Your objective.
Match the word "PluginManifest". Return each line of the data below where it appears.

━━━━━━━━━━━━━━━━━━━━━━━━━━━━━━

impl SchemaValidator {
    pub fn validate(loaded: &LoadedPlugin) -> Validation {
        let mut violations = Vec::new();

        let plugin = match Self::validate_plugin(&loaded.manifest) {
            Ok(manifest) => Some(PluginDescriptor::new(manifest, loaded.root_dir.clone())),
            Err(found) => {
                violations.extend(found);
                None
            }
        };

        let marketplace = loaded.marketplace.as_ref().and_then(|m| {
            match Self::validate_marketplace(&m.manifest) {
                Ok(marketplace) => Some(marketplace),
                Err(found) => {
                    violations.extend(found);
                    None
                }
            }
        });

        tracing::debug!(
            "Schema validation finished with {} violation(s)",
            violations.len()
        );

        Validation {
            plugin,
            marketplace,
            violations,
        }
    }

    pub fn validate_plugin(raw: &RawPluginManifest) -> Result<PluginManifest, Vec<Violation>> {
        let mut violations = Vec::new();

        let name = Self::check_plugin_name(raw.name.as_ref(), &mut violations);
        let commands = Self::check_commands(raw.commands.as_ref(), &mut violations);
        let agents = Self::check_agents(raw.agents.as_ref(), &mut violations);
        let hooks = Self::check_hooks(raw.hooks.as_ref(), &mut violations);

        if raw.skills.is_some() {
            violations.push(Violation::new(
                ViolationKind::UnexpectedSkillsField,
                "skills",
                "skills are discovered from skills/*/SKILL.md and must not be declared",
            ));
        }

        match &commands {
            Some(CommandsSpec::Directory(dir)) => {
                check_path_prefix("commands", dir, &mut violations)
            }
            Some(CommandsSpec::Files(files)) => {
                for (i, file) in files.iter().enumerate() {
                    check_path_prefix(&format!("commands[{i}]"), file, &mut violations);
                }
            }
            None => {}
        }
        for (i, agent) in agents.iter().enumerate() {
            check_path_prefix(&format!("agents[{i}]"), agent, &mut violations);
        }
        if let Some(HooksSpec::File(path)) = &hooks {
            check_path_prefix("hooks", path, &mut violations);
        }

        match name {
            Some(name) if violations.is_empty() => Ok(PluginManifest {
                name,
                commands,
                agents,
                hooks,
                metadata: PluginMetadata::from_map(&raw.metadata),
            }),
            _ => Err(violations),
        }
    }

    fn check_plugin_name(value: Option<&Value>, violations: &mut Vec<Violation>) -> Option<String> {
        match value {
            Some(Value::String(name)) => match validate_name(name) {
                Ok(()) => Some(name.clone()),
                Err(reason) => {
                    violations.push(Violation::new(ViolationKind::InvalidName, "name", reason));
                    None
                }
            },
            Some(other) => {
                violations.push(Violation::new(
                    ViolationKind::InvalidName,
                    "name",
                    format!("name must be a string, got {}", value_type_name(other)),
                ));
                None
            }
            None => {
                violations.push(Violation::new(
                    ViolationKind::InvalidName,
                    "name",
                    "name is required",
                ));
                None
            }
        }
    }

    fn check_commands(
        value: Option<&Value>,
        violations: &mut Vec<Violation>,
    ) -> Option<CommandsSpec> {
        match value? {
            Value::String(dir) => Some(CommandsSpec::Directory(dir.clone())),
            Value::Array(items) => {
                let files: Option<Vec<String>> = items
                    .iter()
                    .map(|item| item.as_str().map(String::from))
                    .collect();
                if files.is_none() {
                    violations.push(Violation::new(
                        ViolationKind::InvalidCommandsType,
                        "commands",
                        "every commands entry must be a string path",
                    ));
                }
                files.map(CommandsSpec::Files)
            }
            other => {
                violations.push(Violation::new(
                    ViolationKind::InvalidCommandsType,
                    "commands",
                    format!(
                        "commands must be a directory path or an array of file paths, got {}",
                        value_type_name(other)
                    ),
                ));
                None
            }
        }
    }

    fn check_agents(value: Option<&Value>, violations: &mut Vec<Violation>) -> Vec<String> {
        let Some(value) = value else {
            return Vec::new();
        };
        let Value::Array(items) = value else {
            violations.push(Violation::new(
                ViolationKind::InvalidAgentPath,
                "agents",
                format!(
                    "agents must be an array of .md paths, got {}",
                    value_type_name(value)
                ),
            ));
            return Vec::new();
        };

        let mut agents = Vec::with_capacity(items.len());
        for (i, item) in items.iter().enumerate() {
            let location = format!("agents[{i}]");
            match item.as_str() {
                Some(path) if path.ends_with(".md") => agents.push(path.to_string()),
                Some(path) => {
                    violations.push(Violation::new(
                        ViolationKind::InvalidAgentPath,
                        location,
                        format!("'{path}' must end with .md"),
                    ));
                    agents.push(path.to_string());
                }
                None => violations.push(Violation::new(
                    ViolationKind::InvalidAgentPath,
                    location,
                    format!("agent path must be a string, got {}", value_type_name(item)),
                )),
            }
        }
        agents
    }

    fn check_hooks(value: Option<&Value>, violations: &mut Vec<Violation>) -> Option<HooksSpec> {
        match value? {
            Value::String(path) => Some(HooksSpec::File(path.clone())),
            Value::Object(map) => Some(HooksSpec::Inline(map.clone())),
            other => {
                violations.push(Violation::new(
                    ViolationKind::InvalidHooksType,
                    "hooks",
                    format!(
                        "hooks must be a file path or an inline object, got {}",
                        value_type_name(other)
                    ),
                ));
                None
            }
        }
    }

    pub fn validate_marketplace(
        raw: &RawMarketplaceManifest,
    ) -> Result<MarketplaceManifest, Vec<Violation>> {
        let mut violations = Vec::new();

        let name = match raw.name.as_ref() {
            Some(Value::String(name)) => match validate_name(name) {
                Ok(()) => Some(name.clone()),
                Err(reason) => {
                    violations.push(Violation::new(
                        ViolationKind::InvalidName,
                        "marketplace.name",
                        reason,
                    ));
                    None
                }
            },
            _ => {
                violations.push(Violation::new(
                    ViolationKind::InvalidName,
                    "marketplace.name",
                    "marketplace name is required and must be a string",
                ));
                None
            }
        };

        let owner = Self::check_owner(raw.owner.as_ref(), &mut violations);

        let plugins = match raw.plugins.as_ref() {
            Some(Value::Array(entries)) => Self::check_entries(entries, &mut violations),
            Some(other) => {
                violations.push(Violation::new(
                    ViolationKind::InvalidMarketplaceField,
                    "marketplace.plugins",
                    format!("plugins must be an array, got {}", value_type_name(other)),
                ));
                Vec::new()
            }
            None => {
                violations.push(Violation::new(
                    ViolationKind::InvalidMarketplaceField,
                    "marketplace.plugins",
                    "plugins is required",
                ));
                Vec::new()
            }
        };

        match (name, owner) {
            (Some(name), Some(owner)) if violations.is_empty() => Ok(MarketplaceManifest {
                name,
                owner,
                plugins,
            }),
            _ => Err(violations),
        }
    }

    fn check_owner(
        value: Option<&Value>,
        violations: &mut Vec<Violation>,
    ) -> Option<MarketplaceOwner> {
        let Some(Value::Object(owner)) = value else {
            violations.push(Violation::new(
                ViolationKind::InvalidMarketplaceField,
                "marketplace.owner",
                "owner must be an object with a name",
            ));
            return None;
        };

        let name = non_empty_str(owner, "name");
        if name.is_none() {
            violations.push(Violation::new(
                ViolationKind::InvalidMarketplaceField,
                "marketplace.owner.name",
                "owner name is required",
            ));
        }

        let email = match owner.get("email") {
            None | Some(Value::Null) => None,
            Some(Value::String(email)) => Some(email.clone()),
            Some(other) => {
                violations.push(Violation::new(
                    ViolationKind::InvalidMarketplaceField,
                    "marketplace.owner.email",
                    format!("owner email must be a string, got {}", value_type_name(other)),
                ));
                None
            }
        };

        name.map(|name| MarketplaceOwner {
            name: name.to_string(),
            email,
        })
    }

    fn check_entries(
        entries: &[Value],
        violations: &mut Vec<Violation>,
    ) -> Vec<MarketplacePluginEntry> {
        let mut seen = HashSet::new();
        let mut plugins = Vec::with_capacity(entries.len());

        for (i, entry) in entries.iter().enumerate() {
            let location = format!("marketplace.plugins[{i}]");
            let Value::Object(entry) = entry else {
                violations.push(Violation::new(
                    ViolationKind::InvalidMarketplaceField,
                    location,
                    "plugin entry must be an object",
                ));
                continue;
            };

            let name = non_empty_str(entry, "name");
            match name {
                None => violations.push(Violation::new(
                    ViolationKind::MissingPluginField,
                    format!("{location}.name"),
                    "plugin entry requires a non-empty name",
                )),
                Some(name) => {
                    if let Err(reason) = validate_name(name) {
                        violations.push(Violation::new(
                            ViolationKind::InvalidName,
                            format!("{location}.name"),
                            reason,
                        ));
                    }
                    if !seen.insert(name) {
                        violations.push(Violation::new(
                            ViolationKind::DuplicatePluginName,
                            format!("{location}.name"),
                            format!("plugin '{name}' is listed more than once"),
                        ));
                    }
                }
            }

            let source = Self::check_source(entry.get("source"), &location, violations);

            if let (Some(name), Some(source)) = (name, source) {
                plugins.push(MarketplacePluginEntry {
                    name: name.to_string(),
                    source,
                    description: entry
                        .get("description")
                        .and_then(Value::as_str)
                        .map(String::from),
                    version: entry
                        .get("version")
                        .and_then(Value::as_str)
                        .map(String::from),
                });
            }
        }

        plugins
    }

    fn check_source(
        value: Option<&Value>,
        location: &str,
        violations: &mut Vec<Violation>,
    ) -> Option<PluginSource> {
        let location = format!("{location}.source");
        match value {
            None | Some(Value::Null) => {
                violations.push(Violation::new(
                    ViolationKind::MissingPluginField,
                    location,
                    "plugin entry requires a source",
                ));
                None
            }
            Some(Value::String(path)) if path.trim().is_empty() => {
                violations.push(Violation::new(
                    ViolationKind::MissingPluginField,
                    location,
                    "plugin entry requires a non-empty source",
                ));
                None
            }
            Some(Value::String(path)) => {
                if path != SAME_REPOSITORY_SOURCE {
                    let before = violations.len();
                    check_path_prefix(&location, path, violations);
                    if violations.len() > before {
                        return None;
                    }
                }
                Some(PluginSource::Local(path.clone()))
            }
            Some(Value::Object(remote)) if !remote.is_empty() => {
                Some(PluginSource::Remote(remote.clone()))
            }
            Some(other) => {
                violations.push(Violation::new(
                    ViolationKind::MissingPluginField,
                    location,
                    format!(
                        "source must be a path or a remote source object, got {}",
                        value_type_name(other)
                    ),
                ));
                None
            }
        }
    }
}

━━━━━━━━━━━━━━━━━━━━━━━━━━━━━━

Output for this task.
    pub fn validate_plugin(raw: &RawPluginManifest) -> Result<PluginManifest, Vec<Violation>> {
            Some(name) if violations.is_empty() => Ok(PluginManifest {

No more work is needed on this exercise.